KNUV (1190 kHz) is a commercial AM radio station licensed to Tolleson, Arizona, and serving the Phoenix metropolitan area.  It is owned by Denver-based Amigo Multimedia, Inc.  The station has a Spanish-language radio format using brokered programming where hosts pay for their time on the station.  Most programs are talk-based, with some music shows.

By day, KNUV broadcasts at 5,000 watts.  But 1190 AM is a clear channel frequency.  So KNUV must reduce power at night to 250 watts to avoid interfering with other stations.  It uses a directional antenna with a three-tower array at all times.  The transmitter is on South 95th Avenue at West Jefferson Street in Tolleson.  Programming is also heard on 250 watt FM translator K298CK at 107.5 MHz in Phoenix.

History
The station signed on the air on .  It was originally owned by E. O. Smith and used the call sign KZON.  It switched to a Regional Mexican format, becoming KRDS in 1963. The station operated as "Cards Country" with a country music format prior to adopting a talk radio format in the early 1970s. It changed to a Christian Radio format in 1975, featuring religious talk and music.

It was simulcast on KRDS-FM 105.3 Wickenburg in the 1990s. That station is now KHOV-FM.

In 1997, the station changed call letters to KMYL.  KMYL aired the "Music of Your Life" adult standards format, and later changed to "NBC 1190", as a variety talk station (later an infomercial and brokered talk station) which ran NBC Radio News at the top of the hour.

La Buena Onda

The format was changed in August 2005 when the station was acquired by a startup group, New Radio Venture, which brought a Spanish-language news/talk format targeting the large Spanish-speaking immigrant population in the Phoenix area. At the same time, NRV bought a Denver station, which it christened KNRV, and gave it an identical format. The newly renamed KNUV became known as "La Buena Onda" (The Good Wave). At the peak of the first Buena Onda era, KNUV had Lily Antonini Latina reporter with breaking news every half an hour and with live reports and interviews.
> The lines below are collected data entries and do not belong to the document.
//! Test helpers for writing request files into temporary workspaces.

use camino::{Utf8Path, Utf8PathBuf};
use std::fs;
use tempfile::TempDir;

use crate::wire::{OrderRecord, RequestRecord, TruckRecord};

pub(super) fn write_utf8(path: &Utf8Path, contents: &[u8]) {
    fs::write(path.as_std_path(), contents).expect("write test file");
}

pub(super) fn temp_workspace() -> (TempDir, Utf8PathBuf) {
    let tmp = TempDir::new().expect("tempdir");
    let root = Utf8PathBuf::from_path_buf(tmp.path().to_path_buf()).expect("utf-8 workspace");
    (tmp, root)
}

/// A wire order on the Los Angeles to Dallas lane picked up on 5 December
/// and delivered on 9 December.
pub(super) fn order_record(
    id: &str,
    payout_cents: u64,
    weight_lbs: u64,
    volume_cuft: u64,
) -> OrderRecord {
    OrderRecord {
        id: id.to_owned(),
        payout_cents,
        weight_lbs,
        volume_cuft,
        origin: "Los Angeles, CA".to_owned(),
        destination: "Dallas, TX".to_owned(),
        pickup_date: date("2025-12-05"),
        delivery_date: date("2025-12-09"),
        is_hazmat: false,
    }
}

pub(super) fn date(iso: &str) -> chrono::NaiveDate {
    iso.parse().expect("iso date")
}

/// The standard 44 000 lb / 3 000 cuft truck with `orders`.
pub(super) fn request_record(orders: Vec<OrderRecord>) -> RequestRecord {
    RequestRecord {
        truck: TruckRecord {
            id: "truck-123".to_owned(),
            max_weight_lbs: 44_000,
            max_volume_cuft: 3_000,
        },
        orders,
    }
}

pub(super) fn scenario_a_record() -> RequestRecord {
    request_record(vec![
        order_record("ord-001", 250_000, 18_000, 1_200),
        order_record("ord-002", 180_000, 12_000, 900),
    ])
}

pub(super) fn write_request(path: &Utf8Path, record: &RequestRecord) {
    let payload = serde_json::to_string_pretty(record).expect("serialize request");
    write_utf8(path, payload.as_bytes());
}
The station also was the English-language radio home of the Phoenix Mercury of the WNBA.

On November 9, 2007, KNUV protested the police description of the "Chandler Rapist" as a "Hispanic," claiming it amounts to racial profiling. The man, believed to be responsible for six attacks on teenage girls starting in June 2006 was described as Hispanic, 28 to 40 years old, 5 feet 6 inches tall, muscular, with a mustache and black hair. Radio station 1190AM was the first hispánic news media to promote and follow up the story.
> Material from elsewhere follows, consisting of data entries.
//! Behavioural tests for `LoadRequest::validate` using rstest-bdd.

use std::cell::RefCell;

use rstest::fixture;
use rstest_bdd_macros::{given, scenario, then, when};
use smartload_core::{
    Capacity, LoadRequest, Location, MAX_ORDERS, Order, OrderId, RequestValidationError,
    TimeWindow, Truck, ValidatedRequest,
};

fn order(id: &str, weight_lbs: u64, volume_cuft: u64) -> Order {
    Order {
        id: OrderId::new(id),
        payout_cents: 100_000,
        weight_lbs,
        volume_cuft,
        origin: Location::new("Los Angeles, CA"),
        destination: Location::new("Dallas, TX"),
        pickup: TimeWindow::day(0),
        delivery: TimeWindow::day(4),
        is_hazmat: false,
    }
}

#[derive(Debug)]
struct ValidationWorld {
    truck: RefCell<Truck>,
    orders: RefCell<Vec<Order>>,
    outcome: RefCell<Option<Result<ValidatedRequest, RequestValidationError>>>,
}

impl ValidationWorld {
    fn new() -> Self {
        Self {
            truck: RefCell::new(Truck::new("truck-123", Capacity::new(44_000, 3_000))),
            orders: RefCell::new(Vec::new()),
            outcome: RefCell::new(None),
        }
    }

    #[expect(
        clippy::expect_used,
        reason = "behaviour tests use expect for readable failures"
    )]
    fn expect_outcome(&self) -> Result<ValidatedRequest, RequestValidationError> {
        self.outcome
            .borrow()
            .as_ref()
            .cloned()
            .expect("outcome should be recorded before assertions")
    }

    #[expect(
        clippy::expect_used,
        reason = "behaviour tests use expect for readable failures"
    )]
    fn expect_error(&self) -> RequestValidationError {
        self.expect_outcome()
            .expect_err("expected validation to fail")
    }
}

#[fixture]
fn world() -> ValidationWorld {
    ValidationWorld::new()
}

#[given("a truck with capacity 44000 lbs and 3000 cuft")]
fn given_standard_truck(world: &ValidationWorld) {
    world
        .truck
        .replace(Truck::new("truck-123", Capacity::new(44_000, 3_000)));
}

#[given("a truck with no weight capacity")]
fn given_weightless_truck(world: &ValidationWorld) {
    world
        .truck
        .replace(Truck::new("truck-123", Capacity::new(0, 3_000)));
}

#[given("two compatible orders")]
fn given_two_orders(world: &ValidationWorld) {
    world.orders.replace(vec![
        order("ord-001", 18_000, 1_200),
        order("ord-002", 12_000, 900),
    ]);
}

#[given("two orders sharing the id ord-001")]
fn given_duplicate_orders(world: &ValidationWorld) {
    world.orders.replace(vec![
        order("ord-001", 18_000, 1_200),
        order("ord-001", 12_000, 900),
    ]);
}

#[given("twenty-six small orders")]
fn given_too_many_orders(world: &ValidationWorld) {
    let orders = (0..=MAX_ORDERS)
        .map(|i| order(&format!("ord-{i:03}"), 10, 1))
        .collect();
    world.orders.replace(orders);
}

#[given("an order delivered before it is picked up")]
fn given_backwards_order(world: &ValidationWorld) {
    let backwards =
        order("ord-009", 1_000, 10).with_windows(TimeWindow::day(10), TimeWindow::day(8));
    world.orders.replace(vec![backwards]);
}

#[when("the request is validated")]
fn when_validated(world: &ValidationWorld) {
    let request = LoadRequest {
        truck: world.truck.borrow().clone(),
        orders: world.orders.borrow().clone(),
    };
    world.outcome.replace(Some(request.validate()));
}

#[then("validation succeeds with 2 orders")]
#[expect(
    clippy::expect_used,
    reason = "behaviour tests use expect for readable failures"
)]
fn then_succeeds(world: &ValidationWorld) {
    let validated = world.expect_outcome().expect("expected validation success");
    assert_eq!(validated.orders().len(), 2);
}

#[then("validation fails because ord-001 is duplicated")]
fn then_duplicate(world: &ValidationWorld) {
    assert_eq!(
        world.expect_error(),
        RequestValidationError::DuplicateOrderId {
            id: OrderId::new("ord-001"),
        }
    );
}

#[then("validation fails because the truck cannot carry weight")]
fn then_weightless(world: &ValidationWorld) {
    assert_eq!(world.expect_error(), RequestValidationError::ZeroMaxWeight);
}

#[then("validation fails because the order limit is exceeded")]
fn then_too_many(world: &ValidationWorld) {
    assert!(matches!(
        world.expect_error(),
        RequestValidationError::TooManyOrders { count: 26, limit: 25 }
    ));
}

#[then("validation fails because delivery precedes pickup")]
fn then_backwards(world: &ValidationWorld) {
    assert_eq!(
        world.expect_error(),
        RequestValidationError::DeliveryBeforePickup {
            id: OrderId::new("ord-009"),
        }
    );
}

#[scenario(path = "tests/features/request_validation.feature", index = 0)]
fn accepts_valid_request(world: ValidationWorld) {
    let _ = world;
}

#[scenario(path = "tests/features/request_validation.feature", index = 1)]
fn rejects_duplicate_ids(world: ValidationWorld) {
    let _ = world;
}

#[scenario(path = "tests/features/request_validation.feature", index = 2)]
fn rejects_weightless_truck(world: ValidationWorld) {
    let _ = world;
}

#[scenario(path = "tests/features/request_validation.feature", index = 3)]
fn rejects_oversized_request(world: ValidationWorld) {
    let _ = world;
}

#[scenario(path = "tests/features/request_validation.feature", index = 4)]
fn rejects_backwards_windows(world: ValidationWorld) {
    let _ = world;
}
KNUV and KNRV signed off on July 31, 2008. The station was shut down due to "a faltering economy, ongoing crackdowns on undocumented immigrants and a tough market for Spanish talk radio".

Progressive talk format

After being silent for two months, KNUV began simulcasting crosstown station KPHX on October 9, 2008. KPHX's progressive talk radio programming, consisting of programming from Nova M Radio and Air America Radio, was moved to KNUV in January 2009 as Nova M's licensing agreement with KPHX came to an end.  KNUV assumed the flagship station designation for Nova M, which later became On Second Thought before ceasing operations entirely by the spring of 2009. KPHX adopted The Lounge Sound music radio format at that time, which itself lasted only until July 2009, when KPHX returned to the progressive talk format, with significant involvement from Dr. Mike Newcomb, a key player in that format on each of the stations on which it has been broadcast in the Phoenix market dating back to 2004.

Spanish radio returns
According to the Phoenix New Times paper KNUV's doors were padlocked shut on March 2, 2009. On the morning of March 5, 2009, KNUV stopped broadcasting progressive talk and switched back to a Spanish-language format later that afternoon.

In April 2009, the station went off the air due to station owner New Radio Venture's bankruptcy.

On July 13, 2009, the station returned to the air again, airing paid programming in Spanish and news programming from Mexico at other times.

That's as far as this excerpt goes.